Many reporters avidly follow the pornography industry for good reasons.

With motivated buyers and an ample supply of sellers, the porn market is usually a leader in developing technology and business models. Sleaze merchants pioneered the profitable use of VCRs, CD-ROMs, and the Web. They’ve sold content at a profit, created their own streaming technologies, and are often the “secret sauce” behind portal balance sheets.

If you’re still not convinced this is a valid exercise, consider this. The porn industry began suffering a “shakeout” back in 1999. The industry also hit the wall on the issue of credit card charge-backs two years before other merchants. Right now the industry is working on business models for streaming data to PDAs like the Palm Pilot.

So today’s porn trends could represent a look into your future.

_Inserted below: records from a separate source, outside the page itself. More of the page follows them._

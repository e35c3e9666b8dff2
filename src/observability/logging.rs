//! Structured logging.
//!
//! # Responsibilities
//! - Initialize the tracing subscriber
//! - Pick pretty or JSON output from configuration
//!
//! # Design Decisions
//! - `RUST_LOG` wins over the configured level
//! - JSON format for production, pretty format for development

use tracing_subscriber::{layer::SubscriberExt, util::SubscriberInitExt, EnvFilter};

use crate::config::schema::{LogFormat, ObservabilityConfig};

/// Default filter directives for a given level.
pub fn default_directives(level: &str) -> String {
    format!("request_timeout={level},tower_http={level}")
}

/// Install the global tracing subscriber.
pub fn init(config: &ObservabilityConfig) {
    let filter = EnvFilter::try_from_default_env()
        .unwrap_or_else(|_| default_directives(&config.log_level).into());

    let registry = tracing_subscriber::registry().with(filter);
    match config.log_format {
        LogFormat::Json => registry.with(tracing_subscriber::fmt::layer().json()).init(),
        LogFormat::Pretty => registry.with(tracing_subscriber::fmt::layer()).init(),
    }
}
//! Metrics collection and exposition.
//!
//! # Metrics
//! - `request_timeouts_total` (counter): expired requests by scope and emitted status
//! - `request_duration_seconds` (histogram): time spent under a timeout scope, by outcome
//!
//! # Design Decisions
//! - Recording is a no-op until a recorder is installed, so the middleware works
//!   without an exporter
//! - The Prometheus exporter is opt-in via configuration

use std::net::SocketAddr;
use std::time::Duration;

use metrics_exporter_prometheus::{BuildError, PrometheusBuilder};

use crate::resilience::timeouts::Scope;

pub const REQUEST_TIMEOUTS_TOTAL: &str = "request_timeouts_total";
pub const REQUEST_DURATION_SECONDS: &str = "request_duration_seconds";

/// Install the Prometheus recorder and its scrape endpoint.
///
/// Must be called from within a Tokio runtime.
pub fn init_metrics(addr: SocketAddr) -> Result<(), BuildError> {
    PrometheusBuilder::new().with_http_listener(addr).install()?;
    tracing::info!(address = %addr, "Metrics endpoint listening");
    Ok(())
}

/// Record a request that finished before its deadline.
pub fn record_completed(scope: Scope, elapsed: Duration) {
    metrics::histogram!(
        REQUEST_DURATION_SECONDS,
        "scope" => scope.as_str(),
        "outcome" => "completed"
    )
    .record(elapsed.as_secs_f64());
}

/// Record a request whose deadline fired.
pub fn record_timeout(scope: Scope, status: u16, elapsed: Duration) {
    metrics::counter!(
        REQUEST_TIMEOUTS_TOTAL,
        "scope" => scope.as_str(),
        "status" => status.to_string()
    )
    .increment(1);
    metrics::histogram!(
        REQUEST_DURATION_SECONDS,
        "scope" => scope.as_str(),
        "outcome" => "expired"
    )
    .record(elapsed.as_secs_f64());
}
//! Observability subsystem.
//!
//! # Data Flow
//! ```text
//! Timeout scopes produce:
//!     → logging.rs (structured log events: completions at debug, expiries at warn)
//!     → metrics.rs (timeout counter, duration histogram)
//!
//! Consumers:
//!     → Log aggregation (stdout, pretty or JSON)
//!     → Metrics endpoint (Prometheus scrape)
//! ```

pub mod logging;
pub mod metrics;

What’s the trend for 2001? The headlines indicate this will be “the year of living litigiously.” The industry is expecting a challenge to its existence from the new Ashcroft Justice Department. America Online has also taken a step, nominally against a porn site, that could have a major impact on every aspect of e-commerce, charging that a business can be held legally responsible for spam sent by its affiliates.

Don’t sell Ashcroft’s effort short, by the way. While on the surface it may sound silly to destroy a multibillion-dollar industry during a recession, politics isn’t logical, and trends in the law may actually favor a porn ban. Obscenity by itself couldn’t win absolute First Amendment protection even from the Warren Court. A case to be argued this fall on simulated child porn could give the Rehnquist Court a chance to issue a broader ruling. Even absent new law, the “community standards” test of the 1960s was used in the mid-1990s to throw operators of a California bulletin board into a Tennessee jail.

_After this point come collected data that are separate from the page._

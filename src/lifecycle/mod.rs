//! Lifecycle management subsystem.
//!
//! # Data Flow
//! ```text
//! Shutdown (shutdown.rs):
//!     trigger() → broadcast → server stops accepting → in-flight requests drain
//!
//! Signals (signals.rs):
//!     SIGTERM/SIGINT → graceful shutdown
//! ```

pub mod shutdown;
pub mod signals;

pub use shutdown::Shutdown;
pub use signals::shutdown_signal;
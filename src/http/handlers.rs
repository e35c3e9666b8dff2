//! Demonstration endpoints.
//!
//! Routes without a wrapper run under the global policy; the others carry their
//! own policy via [`with_timeout`].
//!
//! ```text
//! GET  /                 global
//! GET  /health           global
//! GET  /fast             global, 0.5s of work
//! GET  /slow             global, 2s of work
//! GET  /delay/{seconds}  global, caller-chosen delay
//! GET  /quick            2s policy, 1s of work
//! GET  /medium           5s policy, 3s of work
//! GET  /slow-op          3s policy (503), 6s of work
//! GET  /vip              2s policy with custom responder, 5s of work
//! POST /upload           30s policy, 2s of work
//! ```

use std::net::SocketAddr;
use std::time::Duration;

use axum::extract::{ConnectInfo, Path, Request};
use axum::http::{header, StatusCode};
use axum::response::{IntoResponse, Response};
use axum::routing::{get, post};
use axum::{Json, Router};
use serde_json::{json, Value};

use crate::http::middleware::with_timeout;
use crate::http::request::RequestContext;
use crate::resilience::policy::{PolicyError, TimeoutPolicy};

/// Build the demonstration routes with their handler-level policies.
pub fn demo_routes() -> Result<Router, PolicyError> {
    let quick_policy = TimeoutPolicy::new(Duration::from_secs(2))?;
    let medium_policy = TimeoutPolicy::builder(Duration::from_secs(5))
        .message("Medium operation timed out")
        .build()?;
    let slow_op_policy = TimeoutPolicy::builder(Duration::from_secs(3))
        .status(StatusCode::SERVICE_UNAVAILABLE)
        .message("Slow operation unavailable")
        .build()?;
    let vip_policy = TimeoutPolicy::builder(Duration::from_secs(2))
        .responder(vip_timeout_response)
        .build()?;
    let upload_policy = TimeoutPolicy::builder(Duration::from_secs(30))
        .message("File upload timeout")
        .build()?;

    Ok(Router::new()
        .route("/", get(root))
        .route("/health", get(health))
        .route("/fast", get(fast))
        .route("/slow", get(slow))
        .route("/delay/{seconds}", get(delay))
        .route("/quick", get(with_timeout(quick, quick_policy)))
        .route("/medium", get(with_timeout(medium, medium_policy)))
        .route("/slow-op", get(with_timeout(slow_op, slow_op_policy)))
        .route("/vip", get(with_timeout(vip, vip_policy)))
        .route("/upload", post(with_timeout(upload, upload_policy))))
}

async fn root() -> Json<Value> {
    Json(json!({ "message": "Hello World" }))
}

async fn health() -> Json<Value> {
    Json(json!({ "status": "healthy" }))
}

async fn fast() -> Json<Value> {
    tokio::time::sleep(Duration::from_millis(500)).await;
    Json(json!({ "message": "This is a fast response" }))
}

async fn slow() -> Json<Value> {
    tokio::time::sleep(Duration::from_secs(2)).await;
    Json(json!({ "message": "This response will timeout" }))
}

async fn delay(Path(seconds): Path<f64>) -> Response {
    let Ok(duration) = Duration::try_from_secs_f64(seconds) else {
        return (
            StatusCode::BAD_REQUEST,
            Json(json!({ "detail": "delay must be a non-negative number of seconds" })),
        )
            .into_response();
    };
    tokio::time::sleep(duration).await;
    Json(json!({ "message": format!("Completed after {seconds} seconds") })).into_response()
}

async fn quick() -> Json<Value> {
    tokio::time::sleep(Duration::from_secs(1)).await;
    Json(json!({ "message": "Quick response", "timeout": "2 seconds", "delay": 1.0 }))
}

async fn medium() -> Json<Value> {
    tokio::time::sleep(Duration::from_secs(3)).await;
    Json(json!({ "message": "Medium response", "timeout": "5 seconds", "delay": 3.0 }))
}

async fn slow_op() -> Json<Value> {
    tokio::time::sleep(Duration::from_secs(6)).await;
    Json(json!({ "message": "This will never be reached", "timeout": "3 seconds", "delay": 6.0 }))
}

async fn vip() -> Json<Value> {
    tokio::time::sleep(Duration::from_secs(5)).await;
    Json(json!({ "message": "VIP response" }))
}

async fn upload(request: Request) -> Response {
    let client = request
        .extensions()
        .get::<ConnectInfo<SocketAddr>>()
        .map(|ConnectInfo(addr)| addr.ip().to_string())
        .unwrap_or_else(|| "unknown".to_string());

    let bytes = match axum::body::to_bytes(request.into_body(), 10 * 1024 * 1024).await {
        Ok(bytes) => bytes,
        Err(_) => return (StatusCode::PAYLOAD_TOO_LARGE, "Upload too large").into_response(),
    };

    tokio::time::sleep(Duration::from_secs(2)).await;
    Json(json!({
        "message": "File uploaded successfully",
        "bytes": bytes.len(),
        "client": client,
    }))
    .into_response()
}

/// Timeout response for the VIP endpoint: 503 with retry hints.
fn vip_timeout_response(context: &RequestContext, elapsed: Duration) -> Response {
    let processing_time = (elapsed.as_secs_f64() * 1000.0).round() / 1000.0;
    (
        StatusCode::SERVICE_UNAVAILABLE,
        [(header::RETRY_AFTER, "30"), (header::HeaderName::from_static("x-service"), "VIP")],
        Json(json!({
            "error": "VIP service temporarily unavailable",
            "message": "Please try again in a moment",
            "path": context.path(),
            "processing_time": processing_time,
            "support": "contact@example.com",
        })),
    )
        .into_response()
}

A crackdown could also give us the answer to that age-old question of whether any content can be stopped on the Internet and, thus, whether any laws can be effectively enforced on the World Wide Web. An anticensorship group called Peacefire is currently working on a system to bypass software filters while new systems for anonymous surfing are also being developed.

If you don’t think you have a horse in this arms race, read this SafeWeb press release.

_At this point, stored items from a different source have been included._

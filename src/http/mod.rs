//! HTTP protocol handling subsystem.
//!
//! # Data Flow
//! ```text
//! TCP connection
//!     → server.rs (Axum setup, request ID, tracing)
//!     → middleware/timeout.rs (global deadline)
//!     → [router picks the handler]
//!     → middleware/handler_timeout.rs (handler-level deadline, if wrapped)
//!     → handlers.rs
//!     → response.rs (timeout body, only when a deadline fires)
//!     → Send to client
//! ```

pub mod handlers;
pub mod middleware;
pub mod request;
pub mod response;
pub mod server;

pub use middleware::{with_timeout, RequestTimeoutLayer};
pub use request::{RequestContext, X_REQUEST_ID};
pub use response::{build_timeout_response, TimeoutBody};
pub use server::HttpServer;
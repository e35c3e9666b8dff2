//! Request timeout demonstration server.
//!
//! Serves the demonstration endpoints under a global timeout policy, with a
//! handful of routes carrying their own handler-level policies.
//!
//! ```text
//!     Client Request
//!     ──────────────▶ request id ─▶ trace ─▶ global timeout ─▶ router ─▶ [handler timeout] ─▶ handler
//!     ◀────────────── response, or the timeout response of whichever deadline applies
//! ```

use std::net::SocketAddr;
use std::path::PathBuf;

use clap::Parser;
use tokio::net::TcpListener;

use request_timeout::config::{load_config, validate_config, AppConfig, ConfigError};
use request_timeout::observability::{logging, metrics};
use request_timeout::{HttpServer, Shutdown};

#[derive(Parser, Debug)]
#[command(name = "request-timeout", version, about = "Request timeout demonstration server")]
struct Cli {
    /// Path to a TOML configuration file
    #[arg(short, long)]
    config: Option<PathBuf>,

    /// Override listener.bind_address
    #[arg(short, long)]
    bind: Option<String>,

    /// Override timeouts.timeout_seconds
    #[arg(short, long)]
    timeout: Option<f64>,
}

fn resolve_config(cli: &Cli) -> Result<AppConfig, ConfigError> {
    let mut config = match &cli.config {
        Some(path) => load_config(path)?,
        None => AppConfig::default(),
    };

    if let Some(bind) = &cli.bind {
        config.listener.bind_address = bind.clone();
    }
    if let Some(timeout) = cli.timeout {
        config.timeouts.timeout_seconds = timeout;
    }

    // Overrides bypass the loader's validation.
    validate_config(&config).map_err(ConfigError::Validation)?;
    Ok(config)
}

#[tokio::main]
async fn main() -> Result<(), Box<dyn std::error::Error>> {
    let cli = Cli::parse();
    let config = resolve_config(&cli)?;

    logging::init(&config.observability);
    tracing::info!("request-timeout v{} starting", env!("CARGO_PKG_VERSION"));

    tracing::info!(
        bind_address = %config.listener.bind_address,
        timeout_seconds = config.timeouts.timeout_seconds,
        status_code = config.timeouts.status_code,
        "Configuration loaded"
    );

    if config.observability.metrics_enabled {
        let addr: SocketAddr = config.observability.metrics_address.parse()?;
        metrics::init_metrics(addr)?;
    }

    let listener = TcpListener::bind(&config.listener.bind_address).await?;
    tracing::info!(address = %listener.local_addr()?, "Listening for connections");

    let shutdown = Shutdown::new();
    let server = HttpServer::new(config)?;
    server.run(listener, shutdown.subscribe()).await?;

    tracing::info!("Shutdown complete");
    Ok(())
}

Of course if obscene images are against the law, they can be forced off U.S. Web sites, but there’s always file sharing. One porn operator is already working on technology for making file-sharing services work with paid content, and Napster should pay close attention to it. The market is certainly there. History tells us that what works for porn today will work for Disney two years from now.

If this walk on the seamy side proves anything (besides the fact that you can write a link-filled but PG-rated story on the subject), it is that technology marches on and progress doesn’t stop. Even if you hate porn with a passion, that should be good news.